Wild magic is a good idea, too. Hermetic magic should be appear unusual ways. Ball of Abysmal Fire can do the same damage but may appear like a fire demon bitting the target or a beautiful firework.
I liked the fairy supplement very much because it explains the strange thinking of the fairies. E.g. If you ask for the comb of a fairy it is similar for her if you would ask for one of her fingers. Her comb is a PART of her.
Everyday problems like food, drink, sleeping, and similar should not be problems in Fairyland.
Use artistic descriptions, buildings, items should be characteristic.

Home of the Santa Anita Park horsetrack! Also the Los Angeles County Arboretum & Botanical Gardens, and home to the California Philharmonic Orchestra. So, not a whole lot, actually, just another 'burb in LA.

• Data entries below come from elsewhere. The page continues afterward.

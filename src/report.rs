//! Flat export of suite results: per-trial CSVs, combined CSV/JSON tables, a
//! README and a ZIP bundle of the lot.

use std::{
    fs::File,
    io::Write,
    path::{Path, PathBuf},
};

use anyhow::{Context, Result};
use chrono::Utc;
use indexmap::IndexSet;
use tracing::info;
use walkdir::WalkDir;
use zip::{write::FileOptions, CompressionMethod, ZipWriter};

use crate::trials::{MetricValue, SuiteResults, TrialId, TrialMetrics};

pub const MASTER_CSV: &str = "HL_v4_1_full_metrics.csv";
pub const MASTER_JSON: &str = "HL_v4_1_full_metrics.json";
pub const README: &str = "README.txt";

/// Where an export landed.
#[derive(Debug, Clone)]
pub struct ExportSummary {
    pub results_dir: PathBuf,
    pub files: Vec<PathBuf>,
    pub archive: Option<PathBuf>,
}

/// Write every artefact for `results` into `results_dir`, optionally bundling
/// the folder into a sibling `<results_dir>.zip`.
pub fn export(
    results: &SuiteResults,
    results_dir: &Path,
    seed: u64,
    archive: bool,
) -> Result<ExportSummary> {
    std::fs::create_dir_all(results_dir)
        .with_context(|| format!("creating results dir {}", results_dir.display()))?;

    let mut files = Vec::new();
    for (id, metrics) in results {
        files.push(write_trial_csv(results_dir, *id, metrics)?);
    }
    files.push(write_master_csv(results_dir, results)?);
    files.push(write_master_json(results_dir, results)?);
    files.push(write_readme(results_dir, results, seed)?);

    let archive = if archive {
        Some(bundle_archive(results_dir)?)
    } else {
        None
    };

    Ok(ExportSummary {
        results_dir: results_dir.to_path_buf(),
        files,
        archive,
    })
}

/// `metric,value` rows; nested tables flattened as `name.key`.
pub fn flatten_metrics(metrics: &TrialMetrics) -> Vec<(String, String)> {
    let mut rows = Vec::new();
    for (name, value) in metrics.iter() {
        match value {
            MetricValue::Table(table) => {
                for (key, count) in table {
                    rows.push((format!("{name}.{key}"), count.to_string()));
                }
            }
            scalar => rows.push((name.clone(), scalar.to_string())),
        }
    }
    rows
}

pub fn write_trial_csv(dir: &Path, id: TrialId, metrics: &TrialMetrics) -> Result<PathBuf> {
    let path = dir.join(format!("{}_results.csv", id.file_stem()));
    let mut writer =
        csv::Writer::from_path(&path).with_context(|| format!("create {}", path.display()))?;
    writer.write_record(["metric", "value"])?;
    for (metric, value) in flatten_metrics(metrics) {
        writer.write_record([metric, value])?;
    }
    writer.flush()?;
    info!(path = %path.display(), trial = %id, "wrote trial metrics");
    Ok(path)
}

/// One row per trial; columns are the union of metric names in first-seen
/// order, nested tables JSON-encoded, missing cells empty.
pub fn write_master_csv(dir: &Path, results: &SuiteResults) -> Result<PathBuf> {
    let path = dir.join(MASTER_CSV);
    let columns: IndexSet<&String> = results.values().flat_map(|m| m.keys()).collect();

    let mut writer =
        csv::Writer::from_path(&path).with_context(|| format!("create {}", path.display()))?;
    let mut header = vec!["Trial ID".to_string()];
    header.extend(columns.iter().map(|c| c.to_string()));
    writer.write_record(&header)?;

    for (id, metrics) in results {
        let mut row = vec![id.code().to_string()];
        for column in &columns {
            row.push(
                metrics
                    .get(column)
                    .map(|value| value.to_string())
                    .unwrap_or_default(),
            );
        }
        writer.write_record(&row)?;
    }
    writer.flush()?;
    info!(path = %path.display(), trials = results.len(), "wrote combined metrics csv");
    Ok(path)
}

pub fn write_master_json(dir: &Path, results: &SuiteResults) -> Result<PathBuf> {
    let path = dir.join(MASTER_JSON);
    let file = File::create(&path).with_context(|| format!("create {}", path.display()))?;
    serde_json::to_writer_pretty(file, results)
        .with_context(|| format!("serialise {}", path.display()))?;
    info!(path = %path.display(), "wrote combined metrics json");
    Ok(path)
}

pub fn write_readme(dir: &Path, results: &SuiteResults, seed: u64) -> Result<PathBuf> {
    let path = dir.join(README);
    let mut text = String::new();
    text.push_str("HeartLink 4.1 (ASE 1.3 Clinical-Lock) - Full Trial Results\n");
    text.push_str("==========================================================\n");
    text.push_str(&format!("Generated: {}\n", Utc::now().to_rfc2822()));
    text.push_str(&format!("Seed: {seed}\n\nTrials:\n"));
    for id in results.keys() {
        text.push_str(&format!("- {} {}\n", id.code(), id.title()));
    }
    text.push_str("\nFiles:\n");
    for id in results.keys() {
        text.push_str(&format!(
            "- {}_results.csv  (per-trial metric summary)\n",
            id.file_stem()
        ));
    }
    text.push_str(&format!("- {MASTER_CSV} / {MASTER_JSON}  (combined summary tables)\n"));
    text.push_str(&format!("- {README}\n"));
    text.push_str("\nNotes:\n");
    text.push_str("- Metrics include 95% Wilson confidence intervals where applicable.\n");
    text.push_str("- All data are synthetic and intended for validation/comparison only.\n");

    std::fs::write(&path, text).with_context(|| format!("write {}", path.display()))?;
    Ok(path)
}

/// Deflate every regular file directly inside `dir` into `<dir>.zip`, in
/// file-name order.
pub fn bundle_archive(dir: &Path) -> Result<PathBuf> {
    let stem = dir
        .file_name()
        .map(|name| name.to_string_lossy().into_owned())
        .unwrap_or_else(|| "results".to_string());
    let archive_path = dir.with_file_name(format!("{stem}.zip"));

    let file = File::create(&archive_path)
        .with_context(|| format!("create archive {}", archive_path.display()))?;
    let mut zip = ZipWriter::new(file);
    let options = FileOptions::default().compression_method(CompressionMethod::Deflated);

    let mut entries = 0usize;
    for entry in WalkDir::new(dir)
        .min_depth(1)
        .max_depth(1)
        .sort_by_file_name()
    {
        let entry = entry?;
        if !entry.file_type().is_file() {
            continue;
        }
        let name = entry.file_name().to_string_lossy().into_owned();
        let bytes = std::fs::read(entry.path())
            .with_context(|| format!("read {}", entry.path().display()))?;
        zip.start_file(name, options)?;
        zip.write_all(&bytes)?;
        entries += 1;
    }
    zip.finish()?;

    info!(path = %archive_path.display(), entries, "wrote results archive");
    Ok(archive_path)
}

ci.arcadia.ca.us/home/index.asp

Arcadia in Ars is a conglomeration of many of the cultural traditions of the fae or elfs, the "others" who haunt folktales throughout the various inter-related Indo-European traditions. It is another world, with other rules, not unsimilar to a dreamland at times. It is largely what you, as SG, want it to be.

However, while a place of imagination, it is not, technically, a place of high-fantasy. There are the "light fae" and the "dark fae", but altho' JRRT was inspired in part by the same traditions, "orcs" are not typical of the latter. (Orcs, as presented by JRRT, are very much a part of this world. Trolls, goblins, and other dark elements of arcadia, while at times a very real menace to this world, are not "of" this world.)

However, it's your saga - you can tweak it from the norm as you wish. There has been more than one tale of the unselighe court boiling out in war on the world of man.